Granger v. Misercola

[990 NE2d 110, 967 NYS2d 872]

In the Matter of Shawn G. Granger, Respondent, v Danielle D. Misercola, Appellant.

Argued March 20, 2013;

decided April 30, 2013

*87POINTS OF COUNSEL

Davison Law Office PLLC, Canandaigua (Mary P. Davison of counsel), for appellant.

I. The lower courts employed an incorrect standard in reviewing the merits of the petition. (Finlay v Finlay, 240 NY 429; Matter of Alison D. v Virginia M., 77 NY2d 651; Martin v Martin, 45 NY2d 739; Braiman v Braiman, 44 NY2d 584; Obey v Degling, 37 NY2d 768; Matter of Bachman v Mejias, 1 NY2d 575; Eschbach v Eschbach, 56 NY2d 167; Friederwitzer v Friederwitzer, 55 NY2d 89; Daghir v Daghir, 56 NY2d 938; Weiss v Weiss, 52 NY2d 170.) II. The record lacks a sound and substantial basis to support the Family Court’s determination that prison visitation would be in the child’s best *88interests. (Sitts v Sitts, 74 AD3d 1722, 18 NY3d 801; Fox v Fox, 177 AD2d 209; Matter of Vincent L., 46 AD3d 395; Matter of Cole v Comfort, 63 AD3d 1234; Matter of Donald C. v Michelle T., 254 AD2d 124; Matter of Smith v Smith, 92 AD3d 791; Matter of Goldsmith v Goldsmith, 68 AD3d 1209; Matter of Lonobile v Betkowski, 295 AD2d 994; Matter of Ruple v Harkenreader, 99 AD3d 1085; Matter of Butler v Ewers, 78 AD3d 1667.) III. The intermediate appellate court erred in failing to consider the impact of petitioner’s change in location on the child’s best interests. (Matter of Louise E.S. v W. Stephen S., 64 NY2d 946; Matter of Moore v Schill, 44 AD3d 1123; Matter of Michael B., 80 NY2d 299; Affronti v Crosson, 95 NY2d 713; Matter of Shaida W., 85 NY2d 453; Williams v Brown, 53 App Div 486; Dorr v Esders, 112 App Div 896; Matter of Ruple v Harkenreader, 99 AD3d 1085; Matter of Fewell v Ratzel, 99 AD3d 1237; Matter of Steven M. v Meghan M., 43 AD3d 1349.)

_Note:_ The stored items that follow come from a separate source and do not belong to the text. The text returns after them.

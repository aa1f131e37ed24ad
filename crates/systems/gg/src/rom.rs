//! Game Gear ROM images.
//!
//! A ROM is an immutable byte blob with a 16-byte header at one of three
//! fixed offsets:
//!
//! ```text
//! byte 0-7:           magic "TMR SEGA"
//! byte 8-9:           unused
//! byte A-B:           checksum, little-endian
//! byte C-E (hi):      product code (BCD digits)
//! byte E (lo nibble): version
//! byte F (hi nibble): region code
//! byte F (lo nibble): declared ROM size code
//! ```
//!
//! Header layout and region/size tables follow the SMS Power documentation
//! (<http://www.smspower.org/Development/ROMHeader>).

use crater_core::log;
use crater_core::logging::{LogCategory, LogLevel};
use serde::Serialize;
use std::fs;
use std::path::Path;
use std::rc::Rc;
use thiserror::Error;

pub const HEADER_SIZE: usize = 16;
const HEADER_MAGIC: &[u8; 8] = b"TMR SEGA";

// Most dumps put the header at the top of the first 32 KiB, so that
// location is tried first.
const HEADER_LOCATIONS: [usize; 3] = [0x7FF0, 0x3FF0, 0x1FF0];

#[derive(Debug, Error)]
pub enum RomError {
    #[error("couldn't read ROM image: {0}")]
    Io(#[from] std::io::Error),
    #[error("ROM image is not a regular file")]
    NotAFile,
    #[error("ROM image has an invalid size")]
    BadSize,
    #[error("ROM image header is missing or invalid")]
    BadHeader,
    #[error("ROM image appears to be for the Master System, which is unsupported")]
    MasterSystemRom,
}

/// A loaded and validated ROM image.
#[derive(Debug, Clone)]
pub struct Rom {
    name: String,
    data: Rc<[u8]>,
    header_location: usize,
    reported_checksum: u16,
    expected_checksum: u16,
    product_code: u32,
    version: u8,
    region_code: u8,
    declared_size: u8,
}

/// Serializable header summary for frontend display.
#[derive(Debug, Clone, Serialize)]
pub struct RomInfo {
    pub name: String,
    pub size: usize,
    pub reported_checksum: u16,
    pub expected_checksum: u16,
    pub checksum_valid: bool,
    pub product_code: u32,
    pub product: Option<String>,
    pub version: u8,
    pub region_code: u8,
    pub region: Option<&'static str>,
    pub declared_size_code: u8,
}

impl Rom {
    /// Load a ROM image from a file.
    pub fn open<P: AsRef<Path>>(path: P) -> Result<Self, RomError> {
        let path = path.as_ref();
        let meta = fs::metadata(path)?;
        if !meta.is_file() {
            return Err(RomError::NotAFile);
        }
        let data = fs::read(path)?;
        Self::from_bytes(path.display().to_string(), data)
    }

    /// Validate an in-memory ROM image.
    pub fn from_bytes(name: String, data: Vec<u8>) -> Result<Self, RomError> {
        if size_bytes_to_code(data.len()).is_none() {
            return Err(RomError::BadSize);
        }

        let (header_location, header) = find_header(&data).ok_or(RomError::BadHeader)?;

        let reported_checksum = header[0xA] as u16 | (header[0xB] as u16) << 8;
        let expected_checksum = compute_checksum(&data, header[0xF]);
        let product_code = bcd_decode(header[0xC]) as u32
            + bcd_decode(header[0xD]) as u32 * 100
            + (header[0xE] >> 4) as u32 * 10000;
        let version = header[0xE] & 0x0F;
        let region_code = header[0xF] >> 4;
        let declared_size = header[0xF] & 0x0F;

        if region_code == 3 || region_code == 4 {
            return Err(RomError::MasterSystemRom);
        }

        log!(
            LogCategory::Bus,
            LogLevel::Info,
            "ROM {}: {} bytes, product {}, region {}, checksum 0x{:04X} (expected 0x{:04X})",
            name,
            data.len(),
            product_code,
            region_code_to_string(region_code).unwrap_or("unknown"),
            reported_checksum,
            expected_checksum
        );

        Ok(Self {
            name,
            data: data.into(),
            header_location,
            reported_checksum,
            expected_checksum,
            product_code,
            version,
            region_code,
            declared_size,
        })
    }

    pub fn name(&self) -> &str {
        &self.name
    }

    /// Shared handle to the ROM bytes, cloned into the MMU's bank table.
    pub fn data(&self) -> Rc<[u8]> {
        Rc::clone(&self.data)
    }

    pub fn size(&self) -> usize {
        self.data.len()
    }

    pub fn header_location(&self) -> usize {
        self.header_location
    }

    pub fn reported_checksum(&self) -> u16 {
        self.reported_checksum
    }

    pub fn expected_checksum(&self) -> u16 {
        self.expected_checksum
    }

    pub fn product_code(&self) -> u32 {
        self.product_code
    }

    pub fn version(&self) -> u8 {
        self.version
    }

    pub fn region_code(&self) -> u8 {
        self.region_code
    }

    pub fn declared_size(&self) -> u8 {
        self.declared_size
    }

    /// Developer name derived from the product code, if known.
    ///
    /// Sega first-party images use prefixes 2 and 3; licensed third
    /// parties carry their Sega licensee ("T-series") number.
    pub fn product(&self) -> Option<String> {
        match self.product_code / 1000 {
            2 => Some("Sega of America".to_owned()),
            3 => Some("Sega of Japan".to_owned()),
            developer @ 11..=159 => third_party_developer(developer).map(str::to_owned),
            _ => None,
        }
    }

    /// Region name from the header, if the code is valid.
    pub fn region(&self) -> Option<&'static str> {
        region_code_to_string(self.region_code)
    }

    pub fn info(&self) -> RomInfo {
        RomInfo {
            name: self.name.clone(),
            size: self.data.len(),
            reported_checksum: self.reported_checksum,
            expected_checksum: self.expected_checksum,
            checksum_valid: self.reported_checksum == self.expected_checksum,
            product_code: self.product_code,
            product: self.product(),
            version: self.version,
            region_code: self.region_code,
            region: self.region(),
            declared_size_code: self.declared_size,
        }
    }
}

/// Third-party licensee names by product-code prefix.
///
/// Information from: <http://www.smspower.org/Development/ProductCodes>
fn third_party_developer(code: u32) -> Option<&'static str> {
    match code {
        11 => Some("Taito"),
        12 => Some("Capcom"),
        13 => Some("Data East"),
        14 => Some("Namco"),
        15 => Some("Sunsoft"),
        23 => Some("Vic Tokai"),
        48 => Some("Tengen"),
        50 => Some("Absolute Entertainment"),
        51 => Some("Acclaim Entertainment"),
        52 => Some("Activision"),
        70 => Some("Virgin Interactive"),
        93 => Some("Sony Imagesoft"),
        95 => Some("Konami"),
        _ => None,
    }
}

fn find_header(data: &[u8]) -> Option<(usize, &[u8])> {
    for &location in &HEADER_LOCATIONS {
        if location + HEADER_SIZE > data.len() {
            continue;
        }
        let header = &data[location..location + HEADER_SIZE];
        if &header[..HEADER_MAGIC.len()] == HEADER_MAGIC {
            return Some((location, header));
        }
    }
    None
}

/// Convert a decimal integer (0-99) to BCD-encoded form.
pub fn bcd_encode(num: u8) -> u8 {
    ((num / 10) << 4) | (num % 10)
}

/// Convert a BCD-encoded integer to decimal.
pub fn bcd_decode(num: u8) -> u8 {
    (num >> 4) * 10 + (num & 0x0F)
}

/// Region name for a header region code.
pub fn region_code_to_string(code: u8) -> Option<&'static str> {
    match code {
        3 => Some("SMS Japan"),
        4 => Some("SMS Export"),
        5 => Some("GG Japan"),
        6 => Some("GG Export"),
        7 => Some("GG International"),
        _ => None,
    }
}

/// Region code for a region name; `None` if the name is unknown.
pub fn region_string_to_code(name: &str) -> Option<u8> {
    match name {
        "SMS Japan" => Some(3),
        "SMS Export" => Some(4),
        "GG Japan" => Some(5),
        "GG Export" => Some(6),
        "GG International" => Some(7),
        _ => None,
    }
}

/// ROM size in bytes for a header size code.
pub fn size_code_to_bytes(code: u8) -> Option<usize> {
    match code {
        0xA => Some(8 << 10),
        0xB => Some(16 << 10),
        0xC => Some(32 << 10),
        0xD => Some(48 << 10),
        0xE => Some(64 << 10),
        0xF => Some(128 << 10),
        0x0 => Some(256 << 10),
        0x1 => Some(512 << 10),
        0x2 => Some(1 << 20),
        _ => None,
    }
}

/// Header size code for a ROM size in bytes.
pub fn size_bytes_to_code(bytes: usize) -> Option<u8> {
    if bytes & ((1 << 10) - 1) != 0 {
        return None; // Not a whole number of KiB
    }
    match bytes >> 10 {
        8 => Some(0xA),
        16 => Some(0xB),
        32 => Some(0xC),
        48 => Some(0xD),
        64 => Some(0xE),
        128 => Some(0xF),
        256 => Some(0x0),
        512 => Some(0x1),
        1024 => Some(0x2),
        _ => None,
    }
}

/// Compute a ROM checksum over the region selected by the size code.
///
/// Codes 0xA-0xD sum a single low band; 0xE and up also sum a high band
/// starting at 0x8000 (the 16 header-adjacent bytes at the top of the low
/// band are never included). If the image is shorter than the declared
/// band, the band shrinks to what exists.
pub fn compute_checksum(data: &[u8], size_code: u8) -> u16 {
    if data.is_empty() {
        return 0;
    }
    let (mut low_end, mut high_end): (usize, usize) = match size_code & 0x0F {
        0xA => (0x1FEF, 0),
        0xB => (0x3FEF, 0),
        0xC => (0x7FEF, 0),
        0xD => (0xBFEF, 0),
        0xE => (0x7FEF, 0x0FFFF),
        0xF => (0x7FEF, 0x1FFFF),
        0x0 => (0x7FEF, 0x3FFFF),
        0x1 => (0x7FEF, 0x7FFFF),
        0x2 => (0x7FEF, 0xFFFFF),
        _ => (0x7FEF, 0),
    };

    if low_end >= data.len() {
        low_end = if data.len() >= 0x4000 { 0x3FEF } else { 0x1FEF };
    }
    if high_end >= data.len() {
        high_end = 0;
    }

    let mut sum: u16 = 0;
    for &byte in &data[..=low_end.min(data.len() - 1)] {
        sum = sum.wrapping_add(byte as u16);
    }
    if high_end != 0 {
        for &byte in &data[0x8000..=high_end] {
            sum = sum.wrapping_add(byte as u16);
        }
    }
    sum
}

#[cfg(test)]
mod tests {
    use super::*;

    /// Build a 32 KiB image with a valid header at 0x7FF0.
    pub(crate) fn build_rom(fill: impl Fn(&mut Vec<u8>)) -> Vec<u8> {
        let mut data = vec![0u8; 32 * 1024];
        fill(&mut data);
        data[0x7FF0..0x7FF8].copy_from_slice(b"TMR SEGA");
        data[0x7FFE] = 0x10; // product nibble 1, version 0
        data[0x7FFF] = 0x6C; // GG Export, 32 KiB
        let checksum = compute_checksum(&data, 0xC);
        data[0x7FFA] = checksum as u8;
        data[0x7FFB] = (checksum >> 8) as u8;
        data
    }

    #[test]
    fn test_header_parse() {
        let mut data = vec![0u8; 32 * 1024];
        data[0x7FF0..0x7FF8].copy_from_slice(b"TMR SEGA");
        data[0x7FFA] = 0x34;
        data[0x7FFB] = 0x12;
        data[0x7FFC] = bcd_encode(97); // product 2697 -> developer "Sega of America"
        data[0x7FFD] = bcd_encode(26);
        data[0x7FFE] = 0x03; // version 3
        data[0x7FFF] = 0x6C; // region 6 (GG Export), size code C

        let rom = Rom::from_bytes("test".into(), data).expect("valid rom");
        assert_eq!(rom.header_location(), 0x7FF0);
        assert_eq!(rom.reported_checksum(), 0x1234);
        assert_eq!(rom.product_code(), 2697);
        assert_eq!(rom.version(), 3);
        assert_eq!(rom.region_code(), 6);
        assert_eq!(rom.region(), Some("GG Export"));
        assert_eq!(rom.product().as_deref(), Some("Sega of America"));
        assert_eq!(rom.declared_size(), 0xC);
    }

    #[test]
    fn test_third_party_developer_from_product_code() {
        let mut data = vec![0u8; 32 * 1024];
        data[0x7FF0..0x7FF8].copy_from_slice(b"TMR SEGA");
        data[0x7FFC] = bcd_encode(42); // product 11042 -> licensee 11
        data[0x7FFD] = bcd_encode(10);
        data[0x7FFE] = 0x10;
        data[0x7FFF] = 0x6C;

        let rom = Rom::from_bytes("taito".into(), data).expect("valid rom");
        assert_eq!(rom.product_code(), 11042);
        assert_eq!(rom.product().as_deref(), Some("Taito"));

        // Prefixes outside the licensee table stay unknown
        let mut data = vec![0u8; 32 * 1024];
        data[0x7FF0..0x7FF8].copy_from_slice(b"TMR SEGA");
        data[0x7FFD] = bcd_encode(99); // product 9900 -> prefix 9
        data[0x7FFF] = 0x6C;
        let rom = Rom::from_bytes("unknown".into(), data).expect("valid rom");
        assert_eq!(rom.product(), None);
    }

    #[test]
    fn test_smallest_rom_header_at_1ff0() {
        let mut data = vec![0u8; 8 * 1024];
        data[0x1FF0..0x1FF8].copy_from_slice(b"TMR SEGA");
        data[0x1FFF] = 0x5A; // GG Japan, 8 KiB

        let rom = Rom::from_bytes("tiny".into(), data).expect("valid rom");
        assert_eq!(rom.header_location(), 0x1FF0);
        assert_eq!(rom.region(), Some("GG Japan"));
    }

    #[test]
    fn test_rejects_bad_size() {
        let data = vec![0u8; 12 * 1024];
        assert!(matches!(
            Rom::from_bytes("bad".into(), data),
            Err(RomError::BadSize)
        ));
    }

    #[test]
    fn test_rejects_missing_header() {
        let data = vec![0u8; 32 * 1024];
        assert!(matches!(
            Rom::from_bytes("blank".into(), data),
            Err(RomError::BadHeader)
        ));
    }

    #[test]
    fn test_rejects_master_system_region() {
        let mut data = vec![0u8; 32 * 1024];
        data[0x7FF0..0x7FF8].copy_from_slice(b"TMR SEGA");
        data[0x7FFF] = 0x4C; // SMS Export
        assert!(matches!(
            Rom::from_bytes("sms".into(), data),
            Err(RomError::MasterSystemRom)
        ));
    }

    #[test]
    fn test_checksum_valid_rom() {
        let data = build_rom(|_| {});
        let rom = Rom::from_bytes("ok".into(), data).expect("valid rom");
        assert_eq!(rom.reported_checksum(), rom.expected_checksum());
        assert!(rom.info().checksum_valid);
    }

    #[test]
    fn test_checksum_skips_header_bytes() {
        // Bytes inside 0x7FF0..0x8000 must not affect a size-C checksum.
        let base = build_rom(|_| {});
        let baseline = compute_checksum(&base, 0xC);
        let mut tweaked = base;
        tweaked[0x7FF5] = tweaked[0x7FF5].wrapping_add(7);
        assert_eq!(compute_checksum(&tweaked, 0xC), baseline);
    }

    #[test]
    fn test_checksum_high_band() {
        let mut data = vec![0u8; 64 * 1024];
        data[0x0000] = 2;
        data[0x9000] = 3;
        // Size code E: [0, 0x7FEF] plus [0x8000, 0xFFFF]
        assert_eq!(compute_checksum(&data, 0xE), 5);
        // Size code C ignores the high bank entirely
        assert_eq!(compute_checksum(&data, 0xC), 2);
    }

    #[test]
    fn test_checksum_truncates_short_band() {
        let mut data = vec![0u8; 8 * 1024];
        data[0x1000] = 9;
        // Declared C (0x7FEF band) but only 8 KiB on disk: falls back to 0x1FEF
        assert_eq!(compute_checksum(&data, 0xC), 9);
    }

    #[test]
    fn test_bcd_roundtrip() {
        for n in 0..=99 {
            assert_eq!(bcd_decode(bcd_encode(n)), n);
        }
    }

    #[test]
    fn test_size_code_tables() {
        for code in [0xA, 0xB, 0xC, 0xD, 0xE, 0xF, 0x0, 0x1, 0x2] {
            let bytes = size_code_to_bytes(code).unwrap();
            assert_eq!(size_bytes_to_code(bytes), Some(code));
        }
        assert_eq!(size_code_to_bytes(0x5), None);
        assert_eq!(size_bytes_to_code(24 << 10), None);
    }

    #[test]
    fn test_region_tables() {
        for code in 3..=7 {
            let name = region_code_to_string(code).unwrap();
            assert_eq!(region_string_to_code(name), Some(code));
        }
        assert_eq!(region_code_to_string(9), None);
    }
}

Charles J. Greenberg, Amherst, for respondent.

I. The Jefferson County Family Court and the Appellate Division employed the correct standard in reviewing the merits of the petition. (Weiss v Weiss, 52 NY2d 170; Matter of Thomas v Thomas, 277 AD2d 935; Matter of Davis v Davis, 232 AD2d 773.) II. There is a sound or substantial basis in the record to support the Family Court’s determination that prison visitation would be in the child’s best interest. (Matter of Moore v Schill, 44 AD3d 1123; Matter of McCullough v Brown, 21 AD3d 1349; Matter of Rogowski v Rogowski, 251 AD2d 827; Matter of Hadsell v Hadsell, 249 AD2d 853.) III. The Appellate Division did not err by failing to consider the impact of the petitioner’s change in location on the child’s best interests. (Matter of Michael B., 80 NY2d 299; Matter of Moore v Schill, 44 AD3d 1123.)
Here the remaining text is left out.